§ **INPUT RECORDS**
//! Chunked-transfer-encoding frame reader.
//!
//! Frames look like `<hex size>[;ext]\r\n<payload>\r\n`. The reader first
//! issues a small probe read that normally captures the whole size line
//! plus the start of the payload, then reads exactly the bytes still
//! missing for the frame. Bytes that arrive beyond the current frame, or
//! the head of a frame interrupted by a would-block read, stay buffered
//! for the next call.

use std::io::{ErrorKind, Read};

use tracing::trace;

use super::constants::{CRLF, MAX_SIZE_LINE_LEN, PROBE_LEN};
use super::error::ChunkError;

/// Upper bound for a single socket read while completing a large frame.
const MAX_READ_LEN: usize = 64 * 1024;

/// Reads one chunk frame at a time from a raw socket.
#[derive(Debug, Default)]
pub struct ChunkReader {
    pending: Vec<u8>,
    closed: bool,
    finished: bool,
}

/// Where the buffered bytes stand relative to the next frame.
enum FrameState {
    NeedSizeLine,
    NeedPayload { missing: usize },
    Complete(FrameBounds),
}

#[derive(Clone, Copy)]
struct FrameBounds {
    payload_start: usize,
    size: usize,
    frame_end: usize,
}

impl ChunkReader {
    /// Creates a reader with an empty carry buffer.
    #[must_use]
    pub fn new() -> Self {
        Self::default()
    }

    /// Creates a reader seeded with body bytes already pulled off the socket,
    /// e.g. read together with the response head.
    #[must_use]
    pub fn with_buffered(prefix: Vec<u8>) -> Self {
        Self {
            pending: prefix,
            ..Self::default()
        }
    }

    /// Returns true once a read returned end-of-file.
    #[must_use]
    pub fn is_closed(&self) -> bool {
        self.closed
    }

    /// Returns true once the zero-size frame that ends the body was read.
    #[must_use]
    pub fn is_finished(&self) -> bool {
        self.finished
    }

    /// Number of raw bytes held back for the next frame.
    #[must_use]
    pub fn buffered_len(&self) -> usize {
        self.pending.len()
    }

    /// Returns true when the next [`read_chunk`](Self::read_chunk) call can
    /// finish without touching the socket (a full frame, or a framing error,
    /// is already buffered).
    #[must_use]
    pub fn has_buffered_frame(&self) -> bool {
        !matches!(
            self.frame_state(),
            Ok(FrameState::NeedSizeLine | FrameState::NeedPayload { .. })
        )
    }

    /// Reads the next frame and returns its payload.
    ///
    /// An empty payload means either the zero-size end frame or a closed
    /// socket; [`is_finished`](Self::is_finished) and
    /// [`is_closed`](Self::is_closed) tell them apart.
    ///
    /// # Errors
    ///
    /// - [`ChunkError::WouldBlock`] when a non-blocking socket has no data;
    ///   the partial frame is kept and the next call resumes it.
    /// - [`ChunkError::ShortRead`] when the socket closes mid-frame.
    /// - [`ChunkError::InvalidSize`], [`ChunkError::SizeLineTooLong`] and
    ///   [`ChunkError::MissingTrailer`] for malformed framing.
    /// - [`ChunkError::Io`] for any other socket failure.
    pub fn read_chunk<R: Read + ?Sized>(&mut self, socket: &mut R) -> Result<Vec<u8>, ChunkError> {
        loop {
            let wanted = match self.frame_state()? {
                FrameState::Complete(bounds) => return self.take_frame(bounds),
                FrameState::NeedSizeLine => PROBE_LEN,
                FrameState::NeedPayload { missing } => missing.min(MAX_READ_LEN),
            };

            let read = self.fill_from(socket, wanted)?;
            if read == 0 {
                self.closed = true;
                if self.pending.is_empty() {
                    trace!("socket closed between frames");
                    return Ok(Vec::new());
                }
                return Err(ChunkError::ShortRead { expected: wanted });
            }
        }
    }

    /// Appends up to `wanted` bytes from the socket directly into the carry buffer.
    fn fill_from<R: Read + ?Sized>(
        &mut self,
        socket: &mut R,
        wanted: usize,
    ) -> Result<usize, ChunkError> {
        let start = self.pending.len();
        self.pending.resize(start + wanted, 0);
        let result = loop {
            match socket.read(&mut self.pending[start..]) {
                Err(e) if e.kind() == ErrorKind::Interrupted => {}
                other => break other,
            }
        };
        match result {
            Ok(read) => {
                self.pending.truncate(start + read);
                Ok(read)
            }
            Err(e) => {
                self.pending.truncate(start);
                Err(ChunkError::from(e))
            }
        }
    }

    fn frame_state(&self) -> Result<FrameState, ChunkError> {
        let Some(line_end) = find_crlf(&self.pending) else {
            if self.pending.len() > MAX_SIZE_LINE_LEN {
                return Err(ChunkError::SizeLineTooLong {
                    limit: MAX_SIZE_LINE_LEN,
                });
            }
            return Ok(FrameState::NeedSizeLine);
        };
        if line_end > MAX_SIZE_LINE_LEN {
            return Err(ChunkError::SizeLineTooLong {
                limit: MAX_SIZE_LINE_LEN,
            });
        }

        let size = parse_size_line(&self.pending[..line_end])?;
        let payload_start = line_end + CRLF.len();
        let frame_end = payload_start
            .checked_add(size)
            .and_then(|end| end.checked_add(CRLF.len()))
            .ok_or_else(|| ChunkError::InvalidSize {
                line: String::from_utf8_lossy(&self.pending[..line_end]).into_owned(),
            })?;

        if self.pending.len() >= frame_end {
            Ok(FrameState::Complete(FrameBounds {
                payload_start,
                size,
                frame_end,
            }))
        } else {
            Ok(FrameState::NeedPayload {
                missing: frame_end - self.pending.len(),
            })
        }
    }

    fn take_frame(&mut self, bounds: FrameBounds) -> Result<Vec<u8>, ChunkError> {
        let payload_end = bounds.payload_start + bounds.size;
        if &self.pending[payload_end..bounds.frame_end] != CRLF {
            return Err(ChunkError::MissingTrailer { size: bounds.size });
        }
        let payload = self.pending[bounds.payload_start..payload_end].to_vec();
        self.pending.drain(..bounds.frame_end);
        if bounds.size == 0 {
            self.finished = true;
        }
        trace!(
            size = bounds.size,
            carried = self.pending.len(),
            "chunk frame read"
        );
        Ok(payload)
    }
}

fn find_crlf(bytes: &[u8]) -> Option<usize> {
    bytes.windows(CRLF.len()).position(|window| window == CRLF)
}

/// Parses a chunk-size line, ignoring any `;name=value` extensions.
fn parse_size_line(line: &[u8]) -> Result<usize, ChunkError> {
    let invalid = || ChunkError::InvalidSize {
        line: String::from_utf8_lossy(line).into_owned(),
    };
    let digits = line.split(|&b| b == b';').next().unwrap_or_default();
    let digits = digits.trim_ascii();
    if digits.is_empty() || !digits.iter().all(u8::is_ascii_hexdigit) {
        return Err(invalid());
    }
    let text = std::str::from_utf8(digits).map_err(|_| invalid())?;
    usize::from_str_radix(text, 16).map_err(|_| invalid())
}
//! CLI argument definitions using clap derive macros.

use std::path::PathBuf;

use clap::{Parser, ValueEnum};

use jsonstream_core::Method;
use jsonstream_core::http::CONNECT_TIMEOUT_SECS;

/// Default sleep between polls in non-blocking mode.
pub const DEFAULT_POLL_INTERVAL_MS: u64 = 100;

/// Print the JSON documents of a chunked HTTP stream, one per line.
///
/// Each decoded value is written to stdout as a single JSON line. Idle
/// timeouts are reported as `{"timeout":true}` and the end of the stream as
/// `{"hangup":true}`. Logs go to stderr.
#[derive(Parser, Debug)]
#[command(name = "jsonstream")]
#[command(author, version, about)]
pub struct Args {
    /// Streaming endpoint (plain http)
    pub url: String,

    /// Request method
    #[arg(short = 'X', long, value_enum, default_value_t = MethodArg::Get)]
    pub method: MethodArg,

    /// Request parameter as KEY=VALUE (query string for GET, form body for POST)
    #[arg(short = 'd', long = "param", value_name = "KEY=VALUE", value_parser = parse_param)]
    pub params: Vec<(String, String)>,

    /// Extra request header as "Name: value"
    #[arg(short = 'H', long = "header", value_name = "NAME: VALUE", value_parser = parse_header)]
    pub headers: Vec<(String, String)>,

    /// Poll without blocking; sleeps --poll-interval-ms between empty polls
    #[arg(long)]
    pub non_blocking: bool,

    /// Idle timeout in seconds before a timeout event (0 waits forever, max 86400)
    #[arg(short = 't', long, default_value_t = 0, value_parser = clap::value_parser!(u64).range(0..=86_400))]
    pub timeout: u64,

    /// Connect and response-head timeout in seconds (1-3600)
    #[arg(long, default_value_t = CONNECT_TIMEOUT_SECS, value_parser = clap::value_parser!(u64).range(1..=3600))]
    pub connect_timeout: u64,

    /// Sleep between empty polls in non-blocking mode, in milliseconds (max 60000)
    #[arg(long, default_value_t = DEFAULT_POLL_INTERVAL_MS, value_parser = clap::value_parser!(u64).range(0..=60_000))]
    pub poll_interval_ms: u64,

    /// Stop after this many messages
    #[arg(short = 'n', long, value_parser = clap::value_parser!(u64).range(1..))]
    pub max_events: Option<u64>,

    /// Wrap each message as {"headers": ..., "data": ...}
    #[arg(long)]
    pub include_headers: bool,

    /// Config file (defaults to $XDG_CONFIG_HOME/jsonstream/config.toml)
    #[arg(long, value_name = "PATH")]
    pub config: Option<PathBuf>,

    /// Increase log verbosity (-v for debug, -vv for trace)
    #[arg(short, long, action = clap::ArgAction::Count)]
    pub verbose: u8,

    /// Only log errors
    #[arg(short, long)]
    pub quiet: bool,
}

/// Request method accepted on the command line.
#[derive(Debug, Clone, Copy, PartialEq, Eq, ValueEnum)]
pub enum MethodArg {
    Get,
    Post,
}

impl From<MethodArg> for Method {
    fn from(value: MethodArg) -> Self {
        match value {
            MethodArg::Get => Self::Get,
            MethodArg::Post => Self::Post,
        }
    }
}

fn parse_param(raw: &str) -> Result<(String, String), String> {
    let (key, value) = raw
        .split_once('=')
        .ok_or_else(|| format!("expected KEY=VALUE, got '{raw}'"))?;
    if key.is_empty() {
        return Err(format!("empty parameter name in '{raw}'"));
    }
    Ok((key.to_string(), value.to_string()))
}

fn parse_header(raw: &str) -> Result<(String, String), String> {
    let (name, value) = raw
        .split_once(':')
        .ok_or_else(|| format!("expected 'Name: value', got '{raw}'"))?;
    let name = name.trim();
    if name.is_empty() {
        return Err(format!("empty header name in '{raw}'"));
    }
    Ok((name.to_string(), value.trim().to_string()))
}

#[cfg(test)]
#[allow(clippy::unwrap_used)]
mod tests {
    use super::*;

    const URL: &str = "http://localhost:8080/1.1/statuses/sample.json";

    #[test]
    fn test_cli_default_args_parses_successfully() {
        let args = Args::try_parse_from(["jsonstream", URL]).unwrap();
        assert_eq!(args.url, URL);
        assert_eq!(args.method, MethodArg::Get);
        assert!(args.params.is_empty());
        assert!(!args.non_blocking);
        assert_eq!(args.timeout, 0);
        assert_eq!(args.connect_timeout, CONNECT_TIMEOUT_SECS);
        assert_eq!(args.poll_interval_ms, DEFAULT_POLL_INTERVAL_MS);
        assert_eq!(args.max_events, None);
        assert_eq!(args.verbose, 0);
        assert!(!args.quiet);
    }

    #[test]
    fn test_cli_url_is_required() {
        let err = Args::try_parse_from(["jsonstream"]).unwrap_err();
        assert_eq!(
            err.kind(),
            clap::error::ErrorKind::MissingRequiredArgument
        );
    }

    #[test]
    fn test_cli_verbose_flag_increments_count() {
        let args = Args::try_parse_from(["jsonstream", URL, "-vv"]).unwrap();
        assert_eq!(args.verbose, 2);
    }

    #[test]
    fn test_cli_method_post() {
        let args = Args::try_parse_from(["jsonstream", URL, "--method", "post"]).unwrap();
        assert_eq!(Method::from(args.method), Method::Post);
    }

    #[test]
    fn test_cli_params_and_headers() {
        let args = Args::try_parse_from([
            "jsonstream",
            URL,
            "-d",
            "track=rust,tokio",
            "--param",
            "delimited=length",
            "-H",
            "Authorization: Bearer abc",
        ])
        .unwrap();
        assert_eq!(
            args.params,
            vec![
                ("track".to_string(), "rust,tokio".to_string()),
                ("delimited".to_string(), "length".to_string()),
            ]
        );
        assert_eq!(
            args.headers,
            vec![("Authorization".to_string(), "Bearer abc".to_string())]
        );
    }

    #[test]
    fn test_cli_param_without_equals_is_rejected() {
        let err = Args::try_parse_from(["jsonstream", URL, "-d", "track"]).unwrap_err();
        assert_eq!(err.kind(), clap::error::ErrorKind::ValueValidation);
    }

    #[test]
    fn test_cli_header_without_colon_is_rejected() {
        let err = Args::try_parse_from(["jsonstream", URL, "-H", "Broken"]).unwrap_err();
        assert_eq!(err.kind(), clap::error::ErrorKind::ValueValidation);
    }

    #[test]
    fn test_cli_timeout_range() {
        let args = Args::try_parse_from(["jsonstream", URL, "-t", "90"]).unwrap();
        assert_eq!(args.timeout, 90);

        let result = Args::try_parse_from(["jsonstream", URL, "-t", "86401"]);
        assert!(result.is_err());
    }

    #[test]
    fn test_cli_connect_timeout_zero_rejected() {
        let result = Args::try_parse_from(["jsonstream", URL, "--connect-timeout", "0"]);
        assert!(result.is_err());
    }

    #[test]
    fn test_cli_max_events_must_be_positive() {
        let args = Args::try_parse_from(["jsonstream", URL, "-n", "5"]).unwrap();
        assert_eq!(args.max_events, Some(5));

        let result = Args::try_parse_from(["jsonstream", URL, "-n", "0"]);
        assert!(result.is_err());
    }

    #[test]
    fn test_cli_help_flag_shows_usage() {
        let err = Args::try_parse_from(["jsonstream", "--help"]).unwrap_err();
        assert_eq!(err.kind(), clap::error::ErrorKind::DisplayHelp);
    }

    #[test]
    fn test_cli_version_flag_shows_version() {
        let err = Args::try_parse_from(["jsonstream", "--version"]).unwrap_err();
        assert_eq!(err.kind(), clap::error::ErrorKind::DisplayVersion);
    }
}
//! End-to-end CLI tests for the jsonstream binary.

#![allow(deprecated)]

mod support;
use support::stream_server::{Action, CHUNKED_OK_HEAD, StreamServer};

use assert_cmd::Command;
use predicates::prelude::*;
use tempfile::TempDir;

/// Binary with an empty config home so a developer's own config is never read.
fn jsonstream(config_home: &TempDir) -> Command {
    let mut cmd = Command::cargo_bin("jsonstream").unwrap();
    cmd.env("XDG_CONFIG_HOME", config_home.path())
        .env_remove("RUST_LOG");
    cmd
}

#[test]
fn test_binary_help_displays_usage() {
    let home = TempDir::new().unwrap();
    jsonstream(&home)
        .arg("--help")
        .assert()
        .success()
        .stdout(predicate::str::contains("chunked HTTP stream"));
}

#[test]
fn test_binary_version_displays_version() {
    let home = TempDir::new().unwrap();
    jsonstream(&home)
        .arg("--version")
        .assert()
        .success()
        .stdout(predicate::str::contains("jsonstream"));
}

#[test]
fn test_binary_requires_url() {
    let home = TempDir::new().unwrap();
    jsonstream(&home)
        .assert()
        .failure()
        .stderr(predicate::str::contains("<URL>"));
}

#[test]
fn test_binary_rejects_https_url() {
    let home = TempDir::new().unwrap();
    jsonstream(&home)
        .arg("-q")
        .arg("https://stream.example.com/1.1/statuses/sample.json")
        .assert()
        .failure()
        .stderr(predicate::str::contains("only http is supported"));
}

#[test]
fn test_binary_reports_invalid_config_file() {
    let home = TempDir::new().unwrap();
    let config = home.path().join("bad.toml");
    std::fs::write(&config, "poll_interval_ms = fast\n").unwrap();
    jsonstream(&home)
        .arg("--config")
        .arg(&config)
        .arg("http://127.0.0.1:9/")
        .assert()
        .failure()
        .stderr(predicate::str::contains("Failed to parse config file"));
}

#[test]
fn test_binary_prints_json_lines_until_hangup() {
    let Some(server) = StreamServer::start(vec![
        Action::send(CHUNKED_OK_HEAD),
        Action::chunk(b"{\"id\":1}\r\n"),
        Action::chunk(b"\n"),
        Action::chunk(b"{\"id\":2,\"text\":\"two\"}\r\n"),
        Action::send(b"0\r\n\r\n"),
    ]) else {
        return;
    };

    let home = TempDir::new().unwrap();
    jsonstream(&home)
        .arg("-q")
        .arg(server.url("/1.1/statuses/sample.json"))
        .assert()
        .success()
        .stdout("{\"id\":1}\n{\"id\":2,\"text\":\"two\"}\n{\"hangup\":true}\n");
}

#[test]
fn test_binary_max_events_and_headers() {
    let Some(server) = StreamServer::start(vec![
        Action::send(CHUNKED_OK_HEAD),
        Action::chunk(b"{\"id\":1}\r\n{\"id\":2}\r\n"),
    ]) else {
        return;
    };

    let home = TempDir::new().unwrap();
    let output = jsonstream(&home)
        .args(["-q", "--include-headers", "-n", "1"])
        .arg(server.url("/"))
        .assert()
        .success()
        .get_output()
        .stdout
        .clone();

    let text = String::from_utf8(output).unwrap();
    let lines: Vec<_> = text.lines().collect();
    assert_eq!(lines.len(), 1, "{text}");
    let line: serde_json::Value = serde_json::from_str(lines[0]).unwrap();
    assert_eq!(line["data"], serde_json::json!({"id": 1}));
    assert_eq!(line["headers"]["x-stream-id"], "42");
}

#[test]
fn test_binary_reads_defaults_from_config_home() {
    let Some(server) = StreamServer::start(vec![
        Action::send(CHUNKED_OK_HEAD),
        Action::chunk(b"{\"id\":7}\r\n"),
    ]) else {
        return;
    };

    let home = TempDir::new().unwrap();
    std::fs::create_dir_all(home.path().join("jsonstream")).unwrap();
    std::fs::write(
        home.path().join("jsonstream").join("config.toml"),
        "include_headers = true\nverbosity = \"quiet\"\n",
    )
    .unwrap();

    jsonstream(&home)
        .arg(server.url("/"))
        .assert()
        .success()
        .stdout(predicate::str::contains("\"data\":{\"id\":7}"))
        .stdout(predicate::str::contains("\"hangup\":true"));
}

#[test]
fn test_binary_error_status_exits_nonzero() {
    let Some(server) = StreamServer::start(vec![Action::send(
        b"HTTP/1.1 401 Unauthorized\r\nContent-Length: 0\r\n\r\n",
    )]) else {
        return;
    };

    let home = TempDir::new().unwrap();
    jsonstream(&home)
        .arg("-q")
        .arg(server.url("/"))
        .assert()
        .failure()
        .stdout(predicate::str::is_empty())
        .stderr(predicate::str::contains("HTTP 401"));
}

§ **WORK TASK**
Your response should be the lines above from the first to the one containing "use super::error::ChunkError;", inclusive, each given exactly.

§ **YOUR RESPONSE**
//! Chunked-transfer-encoding frame reader.
//!
//! Frames look like `<hex size>[;ext]\r\n<payload>\r\n`. The reader first
//! issues a small probe read that normally captures the whole size line
//! plus the start of the payload, then reads exactly the bytes still
//! missing for the frame. Bytes that arrive beyond the current frame, or
//! the head of a frame interrupted by a would-block read, stay buffered
//! for the next call.

use std::io::{ErrorKind, Read};

use tracing::trace;

use super::constants::{CRLF, MAX_SIZE_LINE_LEN, PROBE_LEN};
use super::error::ChunkError;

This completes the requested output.